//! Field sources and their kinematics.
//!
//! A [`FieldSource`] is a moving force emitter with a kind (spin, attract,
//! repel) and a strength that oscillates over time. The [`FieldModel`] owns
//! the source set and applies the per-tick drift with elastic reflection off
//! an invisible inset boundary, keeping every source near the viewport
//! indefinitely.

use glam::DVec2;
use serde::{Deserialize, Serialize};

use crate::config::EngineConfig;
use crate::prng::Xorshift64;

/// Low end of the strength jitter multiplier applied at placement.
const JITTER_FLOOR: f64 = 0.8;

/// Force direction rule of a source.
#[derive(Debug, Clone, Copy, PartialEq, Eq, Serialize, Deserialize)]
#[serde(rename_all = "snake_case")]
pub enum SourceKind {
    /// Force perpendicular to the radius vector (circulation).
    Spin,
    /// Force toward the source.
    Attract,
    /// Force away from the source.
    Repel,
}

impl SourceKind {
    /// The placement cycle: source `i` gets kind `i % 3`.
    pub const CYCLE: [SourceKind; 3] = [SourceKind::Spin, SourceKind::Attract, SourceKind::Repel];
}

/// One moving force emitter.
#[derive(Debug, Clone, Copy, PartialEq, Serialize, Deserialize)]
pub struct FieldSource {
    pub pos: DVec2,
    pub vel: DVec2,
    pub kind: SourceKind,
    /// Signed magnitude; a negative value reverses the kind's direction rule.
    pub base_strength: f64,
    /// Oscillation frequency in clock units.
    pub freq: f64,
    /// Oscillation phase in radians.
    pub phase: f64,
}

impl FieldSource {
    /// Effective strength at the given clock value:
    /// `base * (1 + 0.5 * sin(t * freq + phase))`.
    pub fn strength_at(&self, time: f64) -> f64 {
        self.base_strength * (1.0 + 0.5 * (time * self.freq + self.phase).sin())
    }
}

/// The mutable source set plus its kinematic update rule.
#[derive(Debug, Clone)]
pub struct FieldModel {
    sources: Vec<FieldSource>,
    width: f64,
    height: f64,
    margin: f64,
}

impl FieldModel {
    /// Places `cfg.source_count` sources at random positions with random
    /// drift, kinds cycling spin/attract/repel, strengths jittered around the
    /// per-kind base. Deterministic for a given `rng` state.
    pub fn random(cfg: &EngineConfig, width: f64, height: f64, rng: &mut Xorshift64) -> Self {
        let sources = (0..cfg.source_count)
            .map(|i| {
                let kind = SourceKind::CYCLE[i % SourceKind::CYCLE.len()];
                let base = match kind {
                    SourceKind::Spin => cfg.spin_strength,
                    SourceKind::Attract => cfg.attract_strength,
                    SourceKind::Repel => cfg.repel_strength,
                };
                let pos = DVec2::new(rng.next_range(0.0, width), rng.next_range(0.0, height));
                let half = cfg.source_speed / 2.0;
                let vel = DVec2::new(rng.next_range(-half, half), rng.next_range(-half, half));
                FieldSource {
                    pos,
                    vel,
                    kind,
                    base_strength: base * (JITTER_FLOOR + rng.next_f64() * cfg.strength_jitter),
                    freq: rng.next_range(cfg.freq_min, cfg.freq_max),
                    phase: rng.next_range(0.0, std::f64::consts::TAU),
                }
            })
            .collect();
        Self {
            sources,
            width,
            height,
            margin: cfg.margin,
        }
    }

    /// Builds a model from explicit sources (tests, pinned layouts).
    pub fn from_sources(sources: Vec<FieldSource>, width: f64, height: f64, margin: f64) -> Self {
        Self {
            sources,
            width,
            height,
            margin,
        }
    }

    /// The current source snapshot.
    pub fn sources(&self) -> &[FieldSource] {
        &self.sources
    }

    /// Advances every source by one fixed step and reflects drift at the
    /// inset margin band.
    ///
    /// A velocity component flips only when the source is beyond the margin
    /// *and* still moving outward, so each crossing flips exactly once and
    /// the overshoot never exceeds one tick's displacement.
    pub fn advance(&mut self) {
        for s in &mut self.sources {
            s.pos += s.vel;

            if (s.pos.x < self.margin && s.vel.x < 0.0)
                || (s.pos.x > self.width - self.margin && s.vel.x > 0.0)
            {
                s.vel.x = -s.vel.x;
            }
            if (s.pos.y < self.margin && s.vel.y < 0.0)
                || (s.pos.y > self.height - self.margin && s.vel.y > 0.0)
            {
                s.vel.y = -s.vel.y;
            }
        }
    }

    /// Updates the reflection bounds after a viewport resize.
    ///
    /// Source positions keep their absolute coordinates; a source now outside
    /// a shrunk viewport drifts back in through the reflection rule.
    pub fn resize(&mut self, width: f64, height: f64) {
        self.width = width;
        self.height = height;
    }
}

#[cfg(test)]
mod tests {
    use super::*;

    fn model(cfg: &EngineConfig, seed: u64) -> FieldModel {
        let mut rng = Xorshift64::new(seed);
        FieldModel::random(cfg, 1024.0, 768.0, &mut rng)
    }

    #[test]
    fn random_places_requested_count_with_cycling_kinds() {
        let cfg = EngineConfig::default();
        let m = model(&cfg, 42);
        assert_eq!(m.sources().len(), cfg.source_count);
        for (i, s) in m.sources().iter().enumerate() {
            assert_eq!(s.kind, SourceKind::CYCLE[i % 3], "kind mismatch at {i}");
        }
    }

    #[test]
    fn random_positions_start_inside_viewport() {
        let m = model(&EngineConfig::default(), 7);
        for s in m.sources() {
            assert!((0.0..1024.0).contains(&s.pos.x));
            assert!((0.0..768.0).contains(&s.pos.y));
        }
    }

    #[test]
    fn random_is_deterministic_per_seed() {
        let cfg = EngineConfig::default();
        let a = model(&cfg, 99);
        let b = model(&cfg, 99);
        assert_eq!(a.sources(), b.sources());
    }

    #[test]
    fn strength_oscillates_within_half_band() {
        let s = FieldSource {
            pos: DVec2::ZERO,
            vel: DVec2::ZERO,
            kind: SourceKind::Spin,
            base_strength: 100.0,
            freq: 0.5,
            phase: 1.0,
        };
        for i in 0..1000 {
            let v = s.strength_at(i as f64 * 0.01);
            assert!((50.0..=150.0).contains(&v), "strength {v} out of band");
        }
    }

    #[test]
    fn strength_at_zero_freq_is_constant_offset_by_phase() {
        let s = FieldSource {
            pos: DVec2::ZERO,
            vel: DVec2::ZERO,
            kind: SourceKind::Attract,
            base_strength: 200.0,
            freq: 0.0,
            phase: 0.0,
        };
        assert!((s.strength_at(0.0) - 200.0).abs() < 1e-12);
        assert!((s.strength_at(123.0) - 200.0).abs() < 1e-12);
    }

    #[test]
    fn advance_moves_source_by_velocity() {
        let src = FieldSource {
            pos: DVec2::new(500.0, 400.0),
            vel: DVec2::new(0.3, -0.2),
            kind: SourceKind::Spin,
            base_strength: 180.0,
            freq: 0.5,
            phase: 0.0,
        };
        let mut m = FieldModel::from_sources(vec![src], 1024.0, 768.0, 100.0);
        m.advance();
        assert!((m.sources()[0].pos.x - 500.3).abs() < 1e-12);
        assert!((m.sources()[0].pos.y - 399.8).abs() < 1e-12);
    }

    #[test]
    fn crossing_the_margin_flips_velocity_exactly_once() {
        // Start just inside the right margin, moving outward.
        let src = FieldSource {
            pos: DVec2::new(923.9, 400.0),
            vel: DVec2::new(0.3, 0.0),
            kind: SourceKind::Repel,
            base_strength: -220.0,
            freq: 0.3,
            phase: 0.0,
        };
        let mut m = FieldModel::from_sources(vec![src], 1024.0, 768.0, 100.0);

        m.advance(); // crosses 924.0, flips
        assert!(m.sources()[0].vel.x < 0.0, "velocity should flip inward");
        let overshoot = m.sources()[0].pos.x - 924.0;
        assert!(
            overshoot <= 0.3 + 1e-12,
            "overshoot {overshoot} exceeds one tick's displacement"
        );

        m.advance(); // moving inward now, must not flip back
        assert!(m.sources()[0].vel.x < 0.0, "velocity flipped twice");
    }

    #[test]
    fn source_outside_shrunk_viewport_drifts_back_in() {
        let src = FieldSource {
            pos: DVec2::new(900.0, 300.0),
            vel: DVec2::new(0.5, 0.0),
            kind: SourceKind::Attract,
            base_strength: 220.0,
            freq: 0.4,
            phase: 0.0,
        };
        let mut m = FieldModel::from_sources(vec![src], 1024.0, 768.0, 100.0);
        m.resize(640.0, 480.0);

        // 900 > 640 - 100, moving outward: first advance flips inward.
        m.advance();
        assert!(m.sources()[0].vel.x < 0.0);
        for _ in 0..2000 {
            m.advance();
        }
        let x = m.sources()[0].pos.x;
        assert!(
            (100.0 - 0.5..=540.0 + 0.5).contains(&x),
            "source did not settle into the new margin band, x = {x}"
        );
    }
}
________________________
## Required work
Output, unchanged, the lines of the listing above from the first one through the one holding "pub enum SourceKind". Leave out every line after it.

## Reply
//! Field sources and their kinematics.
//!
//! A [`FieldSource`] is a moving force emitter with a kind (spin, attract,
//! repel) and a strength that oscillates over time. The [`FieldModel`] owns
//! the source set and applies the per-tick drift with elastic reflection off
//! an invisible inset boundary, keeping every source near the viewport
//! indefinitely.

use glam::DVec2;
use serde::{Deserialize, Serialize};

use crate::config::EngineConfig;
use crate::prng::Xorshift64;

/// Low end of the strength jitter multiplier applied at placement.
const JITTER_FLOOR: f64 = 0.8;

/// Force direction rule of a source.
#[derive(Debug, Clone, Copy, PartialEq, Eq, Serialize, Deserialize)]
#[serde(rename_all = "snake_case")]
pub enum SourceKind {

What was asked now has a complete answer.